■ TRY IT
Only the first line of the listing and the lines after it, up to and including the one containing "let commit = item?;", should be retyped exactly.

*** RECORDS FOR THIS EXERCISE Section Begins ***

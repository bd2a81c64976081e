//! Changelog construction: walk unreleased history, classify every commit,
//! group the result.

use crate::analyzer::CommitClassifier;
use crate::domain::{ClassifiedCommit, Commit, CommitCategory, Issue};
use crate::error::Result;
use crate::history::HistoryWalk;
use crate::host::{IssueTracker, VcsHost};
use std::collections::HashSet;
use std::fmt::Write;

/// Builds a [Changelog] for a commit.
///
/// The walk starts at the given commit and stops at the first release
/// boundary: a commit that is the tag target of an existing release. The
/// half-open range between boundary and start is the unreleased history,
/// recomputed from host state on every build.
pub struct ChangelogBuilder<'a, H: VcsHost + ?Sized, T: IssueTracker + ?Sized> {
    host: &'a H,
    tracker: &'a T,
}

impl<'a, H: VcsHost + ?Sized, T: IssueTracker + ?Sized> ChangelogBuilder<'a, H, T> {
    pub fn new(host: &'a H, tracker: &'a T) -> Self {
        ChangelogBuilder { host, tracker }
    }

    pub fn build(&self, start_sha: &str) -> Result<Changelog> {
        let boundaries: HashSet<String> = self
            .host
            .list_releases()?
            .into_iter()
            .map(|release| release.sha)
            .collect();

        let classifier = CommitClassifier::new(self.tracker);
        let mut entries = Vec::new();

        for item in HistoryWalk::new(self.host, start_sha) {
            let commit = item?;
            if boundaries.contains(&commit.sha) {
                log::debug!(
                    "release boundary at {}, {} unreleased commits",
                    commit.short_sha(),
                    entries.len()
                );
                break;
            }
            entries.push(classifier.classify(commit)?);
        }

        // Collected newest-first by the walk; presentation and version
        // computation both want oldest-first.
        entries.reverse();
        Ok(Changelog::new(start_sha, entries))
    }
}

/// Classified unreleased history of a commit, oldest first.
#[derive(Debug, Clone, PartialEq)]
pub struct Changelog {
    sha: String,
    entries: Vec<ClassifiedCommit>,
}

impl Changelog {
    pub fn new(sha: impl Into<String>, entries: Vec<ClassifiedCommit>) -> Self {
        Changelog {
            sha: sha.into(),
            entries,
        }
    }

    /// The commit this changelog was generated for
    pub fn sha(&self) -> &str {
        &self.sha
    }

    /// Full classified history, oldest first
    pub fn entries(&self) -> &[ClassifiedCommit] {
        &self.entries
    }

    pub fn is_empty(&self) -> bool {
        self.entries.is_empty()
    }

    /// Issues of one category, in commit order, each issue once
    fn issues_in(&self, category: CommitCategory) -> Vec<&Issue> {
        let mut seen = HashSet::new();
        self.entries
            .iter()
            .filter(|entry| entry.category == category)
            .filter_map(|entry| entry.issue.as_ref())
            .filter(|issue| seen.insert(issue.number))
            .collect()
    }

    pub fn features(&self) -> Vec<&Issue> {
        self.issues_in(CommitCategory::Feature)
    }

    pub fn bugs(&self) -> Vec<&Issue> {
        self.issues_in(CommitCategory::Bug)
    }

    pub fn issues(&self) -> Vec<&Issue> {
        self.issues_in(CommitCategory::Issue)
    }

    /// Commits with no issue association, in commit order
    pub fn dangling(&self) -> Vec<&Commit> {
        self.entries
            .iter()
            .filter(|entry| entry.category == CommitCategory::Dangling)
            .map(|entry| &entry.commit)
            .collect()
    }

    /// Issues that carry a release label, each once, in commit order. These
    /// drive the version bump and are closed when the release succeeds.
    pub fn released_issues(&self) -> Vec<&Issue> {
        let mut seen = HashSet::new();
        self.entries
            .iter()
            .filter_map(|entry| entry.issue.as_ref())
            .filter(|issue| issue.bump().is_some())
            .filter(|issue| seen.insert(issue.number))
            .collect()
    }

    /// Render the changelog as markdown release notes
    pub fn render(&self) -> String {
        let mut output = String::new();

        let sections = [
            ("Features", self.features()),
            ("Bug Fixes", self.bugs()),
            ("Issues", self.issues()),
        ];

        for (title, issues) in sections {
            if issues.is_empty() {
                continue;
            }
            let _ = writeln!(output, "### {}\n", title);
            for issue in issues {
                let _ = writeln!(
                    output,
                    "- {} ([#{}]({}))",
                    issue.title, issue.number, issue.url
                );
            }
            output.push('\n');
        }

        let dangling = self.dangling();
        if !dangling.is_empty() {
            output.push_str("### Dangling Commits\n\n");
            for commit in dangling {
                let _ = writeln!(output, "- {} ({})", commit.summary(), commit.short_sha());
            }
            output.push('\n');
        }

        if output.is_empty() {
            output.push_str("No changes.\n");
        }

        output
    }
}

#[cfg(test)]
mod tests {
    use super::*;
    use crate::domain::{Commit, Issue};
    use crate::host::MemoryHost;
    use chrono::{DateTime, TimeZone, Utc};

    fn date(day: u32) -> DateTime<Utc> {
        Utc.with_ymd_and_hms(2024, 1, day, 0, 0, 0).unwrap()
    }

    fn commit(sha: &str, message: &str, parents: &[&str], day: u32) -> Commit {
        Commit::new(
            sha,
            message,
            parents.iter().map(|p| p.to_string()).collect(),
            date(day),
        )
    }

    fn issue(number: u64, labels: &[&str], day: u32) -> Issue {
        Issue {
            number,
            title: format!("Issue {}", number),
            labels: labels.iter().map(|l| l.to_string()).collect(),
            created_at: date(day),
            closed: false,
            url: format!("https://example.test/issues/{}", number),
        }
    }

    /// base (released) <- c1 (bug #10) <- c2 (feature #11) <- c3 (dangling)
    fn fixture() -> MemoryHost {
        let host = MemoryHost::new();
        host.add_commit(commit("base", "Initial import", &[], 1));
        host.add_commit(commit("c1", "Fixes #10", &["base"], 2));
        host.add_commit(commit("c2", "Fixes #11", &["c1"], 3));
        host.add_commit(commit("c3", "Tidy whitespace", &["c2"], 4));
        host.add_issue(issue(10, &["bug", "patch"], 1));
        host.add_issue(issue(11, &["feature", "minor"], 2));
        host.add_release("1.0.0", "base");
        host
    }

    #[test]
    fn test_stops_at_boundary() {
        let host = fixture();
        let changelog = ChangelogBuilder::new(&host, &host).build("c3").unwrap();
        let shas: Vec<&str> = changelog
            .entries()
            .iter()
            .map(|e| e.commit.sha.as_str())
            .collect();
        assert_eq!(shas, vec!["c1", "c2", "c3"]);
    }

    #[test]
    fn test_groups_by_category() {
        let host = fixture();
        let changelog = ChangelogBuilder::new(&host, &host).build("c3").unwrap();
        assert_eq!(changelog.features().len(), 1);
        assert_eq!(changelog.features()[0].number, 11);
        assert_eq!(changelog.bugs().len(), 1);
        assert_eq!(changelog.bugs()[0].number, 10);
        assert!(changelog.issues().is_empty());
        assert_eq!(changelog.dangling().len(), 1);
        assert_eq!(changelog.dangling()[0].sha, "c3");
    }

    #[test]
    fn test_empty_when_start_is_boundary() {
        let host = fixture();
        let changelog = ChangelogBuilder::new(&host, &host).build("base").unwrap();
        assert!(changelog.is_empty());
    }

    #[test]
    fn test_no_boundary_walks_to_root() {
        let host = MemoryHost::new();
        host.add_commit(commit("a", "Fixes #10", &[], 1));
        host.add_commit(commit("b", "Follow-up", &["a"], 2));
        host.add_issue(issue(10, &["bug", "patch"], 1));
        let changelog = ChangelogBuilder::new(&host, &host).build("b").unwrap();
        assert_eq!(changelog.entries().len(), 2);
    }

    #[test]
    fn test_deterministic() {
        let host = fixture();
        let builder = ChangelogBuilder::new(&host, &host);
        assert_eq!(builder.build("c3").unwrap(), builder.build("c3").unwrap());
    }

    #[test]
    fn test_issue_referenced_twice_appears_once() {
        let host = fixture();
        host.add_commit(commit("c4", "Really fixes #10", &["c3"], 5));
        let changelog = ChangelogBuilder::new(&host, &host).build("c4").unwrap();
        assert_eq!(changelog.bugs().len(), 1);
        assert_eq!(changelog.released_issues().len(), 2);
    }

    #[test]
    fn test_released_issues_excludes_unlabeled() {
        let host = fixture();
        host.add_commit(commit("c4", "Fixes #12", &["c3"], 5));
        host.add_issue(issue(12, &["question"], 3));
        let changelog = ChangelogBuilder::new(&host, &host).build("c4").unwrap();
        let numbers: Vec<u64> = changelog.released_issues().iter().map(|i| i.number).collect();
        assert_eq!(numbers, vec![10, 11]);
    }

    #[test]
    fn test_render_sections() {
        let host = fixture();
        let changelog = ChangelogBuilder::new(&host, &host).build("c3").unwrap();
        let md = changelog.render();
        assert!(md.contains("### Features"));
        assert!(md.contains("Issue 11"));
        assert!(md.contains("### Bug Fixes"));
        assert!(md.contains("[#10](https://example.test/issues/10)"));
        assert!(md.contains("### Dangling Commits"));
        assert!(md.contains("Tidy whitespace"));
        assert!(!md.contains("### Issues"));
    }

    #[test]
    fn test_render_empty() {
        let changelog = Changelog::new("abc", vec![]);
        assert_eq!(changelog.render(), "No changes.\n");
    }
}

*** RECORDS FOR THIS EXERCISE Section Ends ***

■ EXPECTED ANSWER
repository bd2a81c64976081e
//! Changelog construction: walk unreleased history, classify every commit,
//! group the result.

use crate::analyzer::CommitClassifier;
use crate::domain::{ClassifiedCommit, Commit, CommitCategory, Issue};
use crate::error::Result;
use crate::history::HistoryWalk;
use crate::host::{IssueTracker, VcsHost};
use std::collections::HashSet;
use std::fmt::Write;

/// Builds a [Changelog] for a commit.
///
/// The walk starts at the given commit and stops at the first release
/// boundary: a commit that is the tag target of an existing release. The
/// half-open range between boundary and start is the unreleased history,
/// recomputed from host state on every build.
pub struct ChangelogBuilder<'a, H: VcsHost + ?Sized, T: IssueTracker + ?Sized> {
    host: &'a H,
    tracker: &'a T,
}

impl<'a, H: VcsHost + ?Sized, T: IssueTracker + ?Sized> ChangelogBuilder<'a, H, T> {
    pub fn new(host: &'a H, tracker: &'a T) -> Self {
        ChangelogBuilder { host, tracker }
    }

    pub fn build(&self, start_sha: &str) -> Result<Changelog> {
        let boundaries: HashSet<String> = self
            .host
            .list_releases()?
            .into_iter()
            .map(|release| release.sha)
            .collect();

        let classifier = CommitClassifier::new(self.tracker);
        let mut entries = Vec::new();

        for item in HistoryWalk::new(self.host, start_sha) {
            let commit = item?;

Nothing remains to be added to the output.